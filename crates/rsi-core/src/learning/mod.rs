//! Learning from accumulated fixes
//!
//! [`pattern_extractor`] decides whether a group of fixes shares enough to
//! generalize; [`rule_synthesizer`] groups recent fixes, materializes
//! patterns, and derives enforceable rules from them.

pub mod pattern_extractor;
pub mod rule_synthesizer;

pub use pattern_extractor::{extract_pattern, ExtractedPattern, MIN_FIX_COUNT_FOR_RULE};
pub use rule_synthesizer::{synthesize_detection, RuleSynthesizer, SynthesisReport};
//! Pattern Extractor - finds what repeated fixes have in common
//!
//! A token qualifies when it is at least four characters long and appears
//! in at least half of the fixes, counted once per fix. The solutions corpus
//! is examined before the preventions corpus; the first qualifying token in
//! order of first appearance names the pattern.

use crate::knowledge::Fix;
use std::collections::HashSet;

/// Fewer fixes than this never form a pattern
pub const MIN_FIX_COUNT_FOR_RULE: usize = 3;

const MIN_TOKEN_LEN: usize = 4;

/// What a group of fixes shares
#[derive(Debug, Clone, PartialEq, Eq)]
pub struct ExtractedPattern {
    /// First qualifying common token
    pub name: String,
    pub common_solution_tokens: Vec<String>,
    pub common_prevention_tokens: Vec<String>,
}

fn tokens(text: &str) -> Vec<String> {
    text.split(|c: char| !c.is_alphanumeric())
        .filter(|t| t.chars().count() >= MIN_TOKEN_LEN)
        .map(str::to_lowercase)
        .collect()
}

/// Tokens present in at least half of `texts`, in order of first appearance
fn common_tokens<'a>(texts: impl Iterator<Item = &'a str>) -> Vec<String> {
    let tokenized: Vec<Vec<String>> = texts.map(tokens).collect();
    let per_text: Vec<HashSet<&String>> = tokenized.iter().map(|t| t.iter().collect()).collect();
    let inputs = per_text.len();

    let mut order: Vec<&String> = Vec::new();
    let mut seen = HashSet::new();
    for token in tokenized.iter().flatten() {
        if seen.insert(token) {
            order.push(token);
        }
    }

    order
        .into_iter()
        .filter(|token| {
            let hits = per_text.iter().filter(|set| set.contains(token)).count();
            hits * 2 >= inputs
        })
        .cloned()
        .collect()
}

/// Generalize a group of fixes, or `None` when there is not enough evidence
pub fn extract_pattern(fixes: &[&Fix]) -> Option<ExtractedPattern> {
    if fixes.len() < MIN_FIX_COUNT_FOR_RULE {
        return None;
    }

    let solutions = common_tokens(fixes.iter().map(|f| f.solution.as_str()));
    let preventions = common_tokens(fixes.iter().map(|f| f.prevention.as_str()));
    let name = solutions.first().or_else(|| preventions.first())?.clone();

    Some(ExtractedPattern {
        name,
        common_solution_tokens: solutions,
        common_prevention_tokens: preventions,
    })
}
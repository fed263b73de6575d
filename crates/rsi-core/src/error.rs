//! Error types for RSI Core
//!
//! This module defines all error types used throughout the RSI engine.
//! We use `thiserror` for ergonomic error definitions with automatic Display/Error implementations.

use std::path::PathBuf;
use thiserror::Error;

/// Result type alias for RSI operations
pub type Result<T> = std::result::Result<T, RsiError>;

/// Main error type for RSI operations
#[derive(Error, Debug)]
pub enum RsiError {
    /// Safety gate violations (fatal to the current cycle)
    #[error("Safety violation: {0}")]
    Safety(#[from] SafetyViolation),

    /// Knowledge base lookups
    #[error("Knowledge error: {0}")]
    Knowledge(#[from] KnowledgeError),

    /// Change ledger errors
    #[error("Ledger error: {0}")]
    Ledger(#[from] LedgerError),

    /// Configuration could not be parsed
    #[error("Invalid configuration: {0}")]
    Config(String),

    /// Another process holds the state lock
    #[error("State directory is locked by another run: {}", .0.display())]
    Locked(PathBuf),

    /// An external check command could not be started
    #[error("Check command failed to start: {0}")]
    Check(String),

    /// Version-control errors
    #[error("Git error: {0}")]
    Git(#[from] git2::Error),

    /// Serialization errors
    #[error("Serialization error: {0}")]
    Serialization(#[from] serde_json::Error),

    /// IO errors
    #[error("IO error: {0}")]
    Io(#[from] std::io::Error),

    /// Generic error with context
    #[error("{context}: {source}")]
    WithContext {
        context: String,
        source: Box<RsiError>,
    },
}

/// Preconditions that must hold before any automated mutation
#[derive(Error, Debug, Clone, PartialEq, Eq)]
pub enum SafetyViolation {
    #[error("working tree has uncommitted changes")]
    DirtyWorkingTree,

    #[error("build check is failing{}", selector_suffix(.selector))]
    ChecksFailing { selector: Option<String> },
}

fn selector_suffix(selector: &Option<String>) -> String {
    match selector {
        Some(s) => format!(" for {}", s),
        None => String::new(),
    }
}

/// Errors related to Knowledge Store operations
#[derive(Error, Debug, Clone)]
pub enum KnowledgeError {
    #[error("Error entry not found: {0}")]
    ErrorNotFound(String),

    #[error("Rule not found: {0}")]
    RuleNotFound(String),
}

/// Errors related to Change Ledger operations
#[derive(Error, Debug, Clone)]
pub enum LedgerError {
    #[error("Change record not found: {0}")]
    ChangeNotFound(String),

    #[error("Invalid status transition from {from} to {to}")]
    InvalidStatusTransition { from: String, to: String },

    #[error("No applied change to roll back")]
    NothingToRollBack,
}

impl RsiError {
    /// Add context to an error
    pub fn context(self, context: impl Into<String>) -> Self {
        Self::WithContext {
            context: context.into(),
            source: Box::new(self),
        }
    }

    /// True when the error aborts a whole cycle rather than a single suggestion
    pub fn is_safety_violation(&self) -> bool {
        match self {
            RsiError::Safety(_) => true,
            RsiError::WithContext { source, .. } => source.is_safety_violation(),
            _ => false,
        }
    }
}

/// Extension trait for adding context to Results
pub trait ResultExt<T> {
    /// Add context to a Result
    fn context(self, context: impl Into<String>) -> Result<T>;

    /// Add lazy context to a Result
    fn with_context<F>(self, f: F) -> Result<T>
    where
        F: FnOnce() -> String;
}

impl<T, E: Into<RsiError>> ResultExt<T> for std::result::Result<T, E> {
    fn context(self, context: impl Into<String>) -> Result<T> {
        self.map_err(|e| e.into().context(context))
    }

    fn with_context<F>(self, f: F) -> Result<T>
    where
        F: FnOnce() -> String,
    {
        self.map_err(|e| e.into().context(f()))
    }
}

#[cfg(test)]
mod tests {
    use super::*;

    #[test]
    fn test_error_context() {
        let err = KnowledgeError::ErrorNotFound("err-1".to_string());
        let err = RsiError::from(err);
        let err = err.context("Failed to append fix");

        assert!(err.to_string().contains("Failed to append fix"));
        assert!(err.to_string().contains("err-1"));
    }

    #[test]
    fn test_result_ext_on_io_error() {
        let result: std::result::Result<(), std::io::Error> = Err(std::io::Error::new(
            std::io::ErrorKind::PermissionDenied,
            "denied",
        ));
        let result = result.context("Writing change ledger");

        assert!(result
            .unwrap_err()
            .to_string()
            .contains("Writing change ledger"));
    }

    #[test]
    fn test_safety_violation_survives_context() {
        let err = RsiError::from(SafetyViolation::DirtyWorkingTree).context("cycle aborted");
        assert!(err.is_safety_violation());
        assert!(!RsiError::Config("x".into()).is_safety_violation());
    }

    #[test]
    fn test_checks_failing_display() {
        let err = SafetyViolation::ChecksFailing {
            selector: Some("src/app.ts".to_string()),
        };
        assert_eq!(err.to_string(), "build check is failing for src/app.ts");
        let err = SafetyViolation::ChecksFailing { selector: None };
        assert_eq!(err.to_string(), "build check is failing");
    }
}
______________________________
● Your assignment
Collect the lines of the data that carry the word "Some".

● Solution for this exercise
    Some(ExtractedPattern {
        Some(s) => format!(" for {}", s),
            selector: Some("src/app.ts".to_string()),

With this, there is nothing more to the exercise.